What you are asked to do: Only some lines are wanted. Transcribe, exactly, the lines below from the line with "and only grows" up to and including the line with "classifying each with".

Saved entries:
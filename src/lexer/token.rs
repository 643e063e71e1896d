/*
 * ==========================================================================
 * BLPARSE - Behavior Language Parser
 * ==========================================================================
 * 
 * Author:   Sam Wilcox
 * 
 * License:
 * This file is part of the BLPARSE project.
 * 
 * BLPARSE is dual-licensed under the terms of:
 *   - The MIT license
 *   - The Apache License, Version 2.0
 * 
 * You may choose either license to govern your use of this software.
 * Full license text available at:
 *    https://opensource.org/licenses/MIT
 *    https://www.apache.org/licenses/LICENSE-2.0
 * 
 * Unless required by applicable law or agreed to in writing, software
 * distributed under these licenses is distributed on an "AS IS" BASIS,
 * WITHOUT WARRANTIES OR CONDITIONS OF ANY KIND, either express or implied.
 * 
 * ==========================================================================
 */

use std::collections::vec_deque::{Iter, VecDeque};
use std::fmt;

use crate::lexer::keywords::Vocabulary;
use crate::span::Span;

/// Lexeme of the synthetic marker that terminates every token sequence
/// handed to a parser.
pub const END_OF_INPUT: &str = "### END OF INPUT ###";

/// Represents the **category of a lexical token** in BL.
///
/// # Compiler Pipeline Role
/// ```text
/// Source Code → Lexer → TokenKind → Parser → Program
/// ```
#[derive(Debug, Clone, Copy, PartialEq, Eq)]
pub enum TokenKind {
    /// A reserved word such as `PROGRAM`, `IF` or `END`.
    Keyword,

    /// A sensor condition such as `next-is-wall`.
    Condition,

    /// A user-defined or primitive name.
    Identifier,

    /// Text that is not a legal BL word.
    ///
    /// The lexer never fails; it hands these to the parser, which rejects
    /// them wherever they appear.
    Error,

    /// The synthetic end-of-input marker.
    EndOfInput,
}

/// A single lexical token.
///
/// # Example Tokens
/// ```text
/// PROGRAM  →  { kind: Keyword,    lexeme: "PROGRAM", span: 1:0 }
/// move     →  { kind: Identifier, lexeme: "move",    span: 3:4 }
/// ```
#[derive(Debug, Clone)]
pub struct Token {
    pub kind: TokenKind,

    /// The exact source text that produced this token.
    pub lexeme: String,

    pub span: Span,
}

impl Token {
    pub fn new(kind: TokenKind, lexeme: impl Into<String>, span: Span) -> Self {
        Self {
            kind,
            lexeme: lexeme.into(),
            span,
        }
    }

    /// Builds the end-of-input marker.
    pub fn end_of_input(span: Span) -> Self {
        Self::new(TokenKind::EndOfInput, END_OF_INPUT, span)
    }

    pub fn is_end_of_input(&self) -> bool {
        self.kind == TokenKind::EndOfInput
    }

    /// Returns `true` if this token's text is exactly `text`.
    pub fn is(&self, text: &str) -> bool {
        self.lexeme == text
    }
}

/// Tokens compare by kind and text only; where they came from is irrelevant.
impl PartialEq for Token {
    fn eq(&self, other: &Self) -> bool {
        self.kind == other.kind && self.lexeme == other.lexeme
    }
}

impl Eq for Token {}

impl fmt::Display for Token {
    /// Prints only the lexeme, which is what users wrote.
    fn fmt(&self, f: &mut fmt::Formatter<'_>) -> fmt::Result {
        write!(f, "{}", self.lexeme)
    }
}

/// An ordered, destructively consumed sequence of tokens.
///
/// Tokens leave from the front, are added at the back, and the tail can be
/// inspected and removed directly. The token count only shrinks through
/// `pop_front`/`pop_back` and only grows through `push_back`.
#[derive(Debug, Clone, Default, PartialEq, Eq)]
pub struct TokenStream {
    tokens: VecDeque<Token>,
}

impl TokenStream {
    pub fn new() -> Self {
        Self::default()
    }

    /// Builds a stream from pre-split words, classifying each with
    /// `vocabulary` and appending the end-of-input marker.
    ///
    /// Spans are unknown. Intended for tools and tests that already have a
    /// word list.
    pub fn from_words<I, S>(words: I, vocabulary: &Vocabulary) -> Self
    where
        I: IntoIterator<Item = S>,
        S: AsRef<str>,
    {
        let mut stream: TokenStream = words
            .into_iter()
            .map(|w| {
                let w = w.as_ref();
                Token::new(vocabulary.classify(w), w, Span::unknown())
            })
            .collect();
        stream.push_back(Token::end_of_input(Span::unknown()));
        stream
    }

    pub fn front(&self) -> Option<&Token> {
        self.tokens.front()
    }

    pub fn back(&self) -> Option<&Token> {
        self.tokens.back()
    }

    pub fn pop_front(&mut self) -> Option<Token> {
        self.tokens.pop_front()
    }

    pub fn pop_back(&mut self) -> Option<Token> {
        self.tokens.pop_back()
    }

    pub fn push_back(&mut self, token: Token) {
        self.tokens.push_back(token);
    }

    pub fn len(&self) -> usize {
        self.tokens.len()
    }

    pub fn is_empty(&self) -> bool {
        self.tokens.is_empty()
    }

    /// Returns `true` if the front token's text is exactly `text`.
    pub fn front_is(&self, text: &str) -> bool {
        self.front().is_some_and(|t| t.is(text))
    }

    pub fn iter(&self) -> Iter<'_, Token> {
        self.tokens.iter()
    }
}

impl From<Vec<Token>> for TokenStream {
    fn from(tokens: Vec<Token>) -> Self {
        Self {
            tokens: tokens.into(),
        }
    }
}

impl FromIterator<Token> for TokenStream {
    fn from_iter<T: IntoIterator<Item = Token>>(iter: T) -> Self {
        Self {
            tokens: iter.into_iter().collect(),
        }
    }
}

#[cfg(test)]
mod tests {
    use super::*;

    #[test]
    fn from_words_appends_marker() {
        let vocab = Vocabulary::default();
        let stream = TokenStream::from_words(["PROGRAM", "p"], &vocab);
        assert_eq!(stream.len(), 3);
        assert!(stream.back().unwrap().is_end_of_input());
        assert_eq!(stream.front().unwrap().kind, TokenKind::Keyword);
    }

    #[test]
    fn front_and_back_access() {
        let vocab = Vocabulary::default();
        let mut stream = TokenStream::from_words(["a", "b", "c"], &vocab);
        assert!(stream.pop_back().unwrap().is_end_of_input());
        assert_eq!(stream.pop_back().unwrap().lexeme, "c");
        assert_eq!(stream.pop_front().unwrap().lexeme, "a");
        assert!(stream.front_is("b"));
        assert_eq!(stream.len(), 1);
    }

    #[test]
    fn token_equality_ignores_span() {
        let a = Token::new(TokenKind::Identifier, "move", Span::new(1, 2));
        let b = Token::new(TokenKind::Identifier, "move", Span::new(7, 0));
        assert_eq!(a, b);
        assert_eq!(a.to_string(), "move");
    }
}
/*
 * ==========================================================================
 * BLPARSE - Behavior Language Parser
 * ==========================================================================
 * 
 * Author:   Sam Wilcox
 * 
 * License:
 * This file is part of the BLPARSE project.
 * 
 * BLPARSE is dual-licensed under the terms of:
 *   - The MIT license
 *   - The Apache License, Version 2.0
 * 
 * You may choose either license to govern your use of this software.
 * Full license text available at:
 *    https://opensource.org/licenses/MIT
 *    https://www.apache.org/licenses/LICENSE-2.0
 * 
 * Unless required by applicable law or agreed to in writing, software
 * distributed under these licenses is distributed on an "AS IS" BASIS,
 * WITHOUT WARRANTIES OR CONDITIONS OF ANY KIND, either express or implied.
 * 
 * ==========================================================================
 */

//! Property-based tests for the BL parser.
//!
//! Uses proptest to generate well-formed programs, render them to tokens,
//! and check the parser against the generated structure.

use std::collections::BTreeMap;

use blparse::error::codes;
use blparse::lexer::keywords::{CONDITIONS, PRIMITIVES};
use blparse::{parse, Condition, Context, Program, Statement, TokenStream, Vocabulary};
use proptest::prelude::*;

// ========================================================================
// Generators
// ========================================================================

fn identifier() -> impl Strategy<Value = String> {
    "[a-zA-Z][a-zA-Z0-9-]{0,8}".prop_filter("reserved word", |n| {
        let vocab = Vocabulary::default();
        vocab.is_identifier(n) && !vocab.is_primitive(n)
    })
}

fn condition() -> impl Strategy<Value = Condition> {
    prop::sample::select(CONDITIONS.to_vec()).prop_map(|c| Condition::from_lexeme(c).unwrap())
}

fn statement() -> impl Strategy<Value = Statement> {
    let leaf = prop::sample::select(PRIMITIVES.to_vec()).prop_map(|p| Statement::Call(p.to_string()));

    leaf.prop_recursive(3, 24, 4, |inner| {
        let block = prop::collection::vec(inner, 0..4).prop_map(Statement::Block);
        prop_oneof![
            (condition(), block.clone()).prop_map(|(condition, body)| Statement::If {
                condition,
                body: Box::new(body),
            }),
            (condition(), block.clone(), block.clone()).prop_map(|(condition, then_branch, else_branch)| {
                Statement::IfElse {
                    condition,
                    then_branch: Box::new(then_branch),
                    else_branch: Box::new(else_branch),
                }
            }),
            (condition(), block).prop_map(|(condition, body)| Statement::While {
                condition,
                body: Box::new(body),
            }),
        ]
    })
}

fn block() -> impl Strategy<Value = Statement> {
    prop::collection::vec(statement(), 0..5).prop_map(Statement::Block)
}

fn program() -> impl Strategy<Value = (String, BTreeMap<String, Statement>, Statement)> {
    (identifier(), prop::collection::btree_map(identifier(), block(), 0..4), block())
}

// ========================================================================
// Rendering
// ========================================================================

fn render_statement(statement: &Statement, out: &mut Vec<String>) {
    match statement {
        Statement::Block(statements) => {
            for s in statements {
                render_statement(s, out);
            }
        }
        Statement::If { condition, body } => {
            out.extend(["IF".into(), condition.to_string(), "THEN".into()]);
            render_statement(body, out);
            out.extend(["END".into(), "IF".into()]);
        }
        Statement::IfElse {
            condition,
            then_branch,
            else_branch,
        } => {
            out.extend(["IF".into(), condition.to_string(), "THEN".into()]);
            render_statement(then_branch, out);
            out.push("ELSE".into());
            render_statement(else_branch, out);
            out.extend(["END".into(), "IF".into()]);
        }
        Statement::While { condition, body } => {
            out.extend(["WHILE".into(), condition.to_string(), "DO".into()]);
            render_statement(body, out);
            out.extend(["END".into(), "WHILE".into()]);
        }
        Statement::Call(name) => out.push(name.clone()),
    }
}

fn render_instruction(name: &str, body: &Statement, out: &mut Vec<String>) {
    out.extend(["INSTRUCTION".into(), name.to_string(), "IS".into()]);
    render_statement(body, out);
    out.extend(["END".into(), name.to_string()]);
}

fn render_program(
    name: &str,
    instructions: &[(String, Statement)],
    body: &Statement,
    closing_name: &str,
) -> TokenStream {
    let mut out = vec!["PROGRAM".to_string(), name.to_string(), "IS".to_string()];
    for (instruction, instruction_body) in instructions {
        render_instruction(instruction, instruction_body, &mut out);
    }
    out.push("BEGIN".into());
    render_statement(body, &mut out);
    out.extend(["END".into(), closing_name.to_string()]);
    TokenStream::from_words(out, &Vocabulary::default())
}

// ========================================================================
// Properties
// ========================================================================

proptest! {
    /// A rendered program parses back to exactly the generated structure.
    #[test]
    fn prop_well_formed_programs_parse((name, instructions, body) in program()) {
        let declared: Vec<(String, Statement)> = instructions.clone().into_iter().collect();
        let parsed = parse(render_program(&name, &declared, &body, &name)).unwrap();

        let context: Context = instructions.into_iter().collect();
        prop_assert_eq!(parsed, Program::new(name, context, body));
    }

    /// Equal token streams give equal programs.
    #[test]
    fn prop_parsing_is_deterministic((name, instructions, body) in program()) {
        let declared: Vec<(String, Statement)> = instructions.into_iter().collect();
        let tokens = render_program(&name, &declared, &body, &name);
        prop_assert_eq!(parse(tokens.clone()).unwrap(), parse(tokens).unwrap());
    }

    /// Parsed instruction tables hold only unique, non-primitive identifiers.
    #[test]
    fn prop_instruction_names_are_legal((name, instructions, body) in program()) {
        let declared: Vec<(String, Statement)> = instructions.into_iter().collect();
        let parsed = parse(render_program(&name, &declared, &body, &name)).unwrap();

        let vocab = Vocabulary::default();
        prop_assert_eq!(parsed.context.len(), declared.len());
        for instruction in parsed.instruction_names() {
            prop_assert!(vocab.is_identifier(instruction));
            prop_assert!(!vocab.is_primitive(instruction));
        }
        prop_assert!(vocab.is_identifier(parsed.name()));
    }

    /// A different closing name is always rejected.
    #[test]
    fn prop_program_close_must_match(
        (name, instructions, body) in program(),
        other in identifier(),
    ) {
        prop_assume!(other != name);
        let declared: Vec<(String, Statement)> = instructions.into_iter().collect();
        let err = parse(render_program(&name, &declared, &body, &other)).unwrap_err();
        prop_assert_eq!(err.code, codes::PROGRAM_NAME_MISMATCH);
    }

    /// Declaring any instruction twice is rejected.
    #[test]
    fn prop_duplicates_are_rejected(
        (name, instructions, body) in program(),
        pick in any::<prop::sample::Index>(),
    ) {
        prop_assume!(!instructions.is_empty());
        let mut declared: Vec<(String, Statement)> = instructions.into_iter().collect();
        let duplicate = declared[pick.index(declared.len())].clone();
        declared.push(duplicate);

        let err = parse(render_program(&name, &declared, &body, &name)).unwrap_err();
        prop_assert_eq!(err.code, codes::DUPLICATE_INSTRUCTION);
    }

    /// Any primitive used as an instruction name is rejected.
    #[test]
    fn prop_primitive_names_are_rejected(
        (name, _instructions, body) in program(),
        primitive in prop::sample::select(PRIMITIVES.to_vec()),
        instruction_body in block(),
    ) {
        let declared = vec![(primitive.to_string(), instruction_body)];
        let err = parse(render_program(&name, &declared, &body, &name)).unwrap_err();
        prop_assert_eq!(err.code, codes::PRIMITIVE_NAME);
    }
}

Result of this exercise:
/// `pop_front`/`pop_back` and only grows through `push_back`.
#[derive(Debug, Clone, Default, PartialEq, Eq)]
pub struct TokenStream {
    tokens: VecDeque<Token>,
}

impl TokenStream {
    pub fn new() -> Self {
        Self::default()
    }

    /// Builds a stream from pre-split words, classifying each with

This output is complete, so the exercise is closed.